Items from a data source:

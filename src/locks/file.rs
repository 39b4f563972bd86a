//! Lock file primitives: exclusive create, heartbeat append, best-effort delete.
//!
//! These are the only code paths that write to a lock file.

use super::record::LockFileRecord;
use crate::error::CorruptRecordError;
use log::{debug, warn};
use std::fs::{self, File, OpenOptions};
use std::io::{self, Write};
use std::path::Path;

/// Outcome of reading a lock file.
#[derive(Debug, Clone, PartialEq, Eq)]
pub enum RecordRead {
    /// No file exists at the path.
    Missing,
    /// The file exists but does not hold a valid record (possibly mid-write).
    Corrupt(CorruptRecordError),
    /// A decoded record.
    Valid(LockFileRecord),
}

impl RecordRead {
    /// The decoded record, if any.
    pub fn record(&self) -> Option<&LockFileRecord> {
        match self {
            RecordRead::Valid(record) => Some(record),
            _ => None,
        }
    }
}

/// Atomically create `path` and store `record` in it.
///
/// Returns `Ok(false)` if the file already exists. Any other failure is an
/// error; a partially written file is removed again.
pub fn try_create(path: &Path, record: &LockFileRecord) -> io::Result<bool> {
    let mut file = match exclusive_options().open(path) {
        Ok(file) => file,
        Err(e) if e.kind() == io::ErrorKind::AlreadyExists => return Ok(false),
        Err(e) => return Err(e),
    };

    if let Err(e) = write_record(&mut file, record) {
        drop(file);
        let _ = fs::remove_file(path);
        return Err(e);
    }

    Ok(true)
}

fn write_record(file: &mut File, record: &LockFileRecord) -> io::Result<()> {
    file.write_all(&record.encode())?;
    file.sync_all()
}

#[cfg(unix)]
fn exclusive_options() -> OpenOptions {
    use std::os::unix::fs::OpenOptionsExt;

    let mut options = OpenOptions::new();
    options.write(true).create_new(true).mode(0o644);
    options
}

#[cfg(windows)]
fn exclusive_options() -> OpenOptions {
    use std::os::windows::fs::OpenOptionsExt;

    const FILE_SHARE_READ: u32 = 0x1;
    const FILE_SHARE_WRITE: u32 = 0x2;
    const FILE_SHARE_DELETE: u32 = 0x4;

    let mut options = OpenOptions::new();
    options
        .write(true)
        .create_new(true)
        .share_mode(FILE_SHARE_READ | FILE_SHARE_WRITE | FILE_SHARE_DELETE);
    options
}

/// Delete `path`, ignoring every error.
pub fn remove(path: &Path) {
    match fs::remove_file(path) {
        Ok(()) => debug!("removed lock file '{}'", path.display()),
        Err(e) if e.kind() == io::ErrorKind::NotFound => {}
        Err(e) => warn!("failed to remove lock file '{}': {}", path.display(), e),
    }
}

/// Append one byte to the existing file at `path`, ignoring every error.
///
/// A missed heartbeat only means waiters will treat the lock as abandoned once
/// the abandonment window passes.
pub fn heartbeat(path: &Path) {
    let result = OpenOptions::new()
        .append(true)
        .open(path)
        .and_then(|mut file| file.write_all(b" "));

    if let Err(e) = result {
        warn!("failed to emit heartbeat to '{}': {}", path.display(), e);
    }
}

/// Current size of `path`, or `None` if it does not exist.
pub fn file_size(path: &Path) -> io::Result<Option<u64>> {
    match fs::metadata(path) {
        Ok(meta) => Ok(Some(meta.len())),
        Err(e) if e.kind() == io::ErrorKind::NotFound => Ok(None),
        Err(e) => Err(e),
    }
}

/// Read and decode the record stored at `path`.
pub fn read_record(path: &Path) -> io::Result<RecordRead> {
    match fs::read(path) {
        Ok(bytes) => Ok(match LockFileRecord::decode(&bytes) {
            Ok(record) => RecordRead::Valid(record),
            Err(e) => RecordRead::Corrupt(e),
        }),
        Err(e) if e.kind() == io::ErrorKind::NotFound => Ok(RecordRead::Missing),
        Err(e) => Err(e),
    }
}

Task item:
A faithful retyping of every entry above is the task.

Reply:
filename src/locks/file.rs
repository 39b4f563972bd86a
//! Lock file primitives: exclusive create, heartbeat append, best-effort delete.
//!
//! These are the only code paths that write to a lock file.

use super::record::LockFileRecord;
use crate::error::CorruptRecordError;
use log::{debug, warn};
use std::fs::{self, File, OpenOptions};
use std::io::{self, Write};
use std::path::Path;

/// Outcome of reading a lock file.
#[derive(Debug, Clone, PartialEq, Eq)]
pub enum RecordRead {
    /// No file exists at the path.
    Missing,
    /// The file exists but does not hold a valid record (possibly mid-write).
    Corrupt(CorruptRecordError),
    /// A decoded record.
    Valid(LockFileRecord),
}

impl RecordRead {
    /// The decoded record, if any.
    pub fn record(&self) -> Option<&LockFileRecord> {
        match self {
            RecordRead::Valid(record) => Some(record),
            _ => None,
        }
    }
}

/// Atomically create `path` and store `record` in it.
///
/// Returns `Ok(false)` if the file already exists. Any other failure is an
/// error; a partially written file is removed again.
pub fn try_create(path: &Path, record: &LockFileRecord) -> io::Result<bool> {
    let mut file = match exclusive_options().open(path) {
        Ok(file) => file,
        Err(e) if e.kind() == io::ErrorKind::AlreadyExists => return Ok(false),
        Err(e) => return Err(e),
    };

    if let Err(e) = write_record(&mut file, record) {
        drop(file);
        let _ = fs::remove_file(path);
        return Err(e);
    }

    Ok(true)
}

fn write_record(file: &mut File, record: &LockFileRecord) -> io::Result<()> {
    file.write_all(&record.encode())?;
    file.sync_all()
}

#[cfg(unix)]
fn exclusive_options() -> OpenOptions {
    use std::os::unix::fs::OpenOptionsExt;

    let mut options = OpenOptions::new();
    options.write(true).create_new(true).mode(0o644);
    options
}

#[cfg(windows)]
fn exclusive_options() -> OpenOptions {
    use std::os::windows::fs::OpenOptionsExt;

    const FILE_SHARE_READ: u32 = 0x1;
    const FILE_SHARE_WRITE: u32 = 0x2;
    const FILE_SHARE_DELETE: u32 = 0x4;

    let mut options = OpenOptions::new();
    options
        .write(true)
        .create_new(true)
        .share_mode(FILE_SHARE_READ | FILE_SHARE_WRITE | FILE_SHARE_DELETE);
    options
}

/// Delete `path`, ignoring every error.
pub fn remove(path: &Path) {
    match fs::remove_file(path) {
        Ok(()) => debug!("removed lock file '{}'", path.display()),
        Err(e) if e.kind() == io::ErrorKind::NotFound => {}
        Err(e) => warn!("failed to remove lock file '{}': {}", path.display(), e),
    }
}

/// Append one byte to the existing file at `path`, ignoring every error.
///
/// A missed heartbeat only means waiters will treat the lock as abandoned once
/// the abandonment window passes.
pub fn heartbeat(path: &Path) {
    let result = OpenOptions::new()
        .append(true)
        .open(path)
        .and_then(|mut file| file.write_all(b" "));

    if let Err(e) = result {
        warn!("failed to emit heartbeat to '{}': {}", path.display(), e);
    }
}

/// Current size of `path`, or `None` if it does not exist.
pub fn file_size(path: &Path) -> io::Result<Option<u64>> {
    match fs::metadata(path) {
        Ok(meta) => Ok(Some(meta.len())),
        Err(e) if e.kind() == io::ErrorKind::NotFound => Ok(None),
        Err(e) => Err(e),
    }
}

/// Read and decode the record stored at `path`.
pub fn read_record(path: &Path) -> io::Result<RecordRead> {
    match fs::read(path) {
        Ok(bytes) => Ok(match LockFileRecord::decode(&bytes) {
            Ok(record) => RecordRead::Valid(record),
            Err(e) => RecordRead::Corrupt(e),
        }),
        Err(e) if e.kind() == io::ErrorKind::NotFound => Ok(RecordRead::Missing),
        Err(e) => Err(e),
    }
}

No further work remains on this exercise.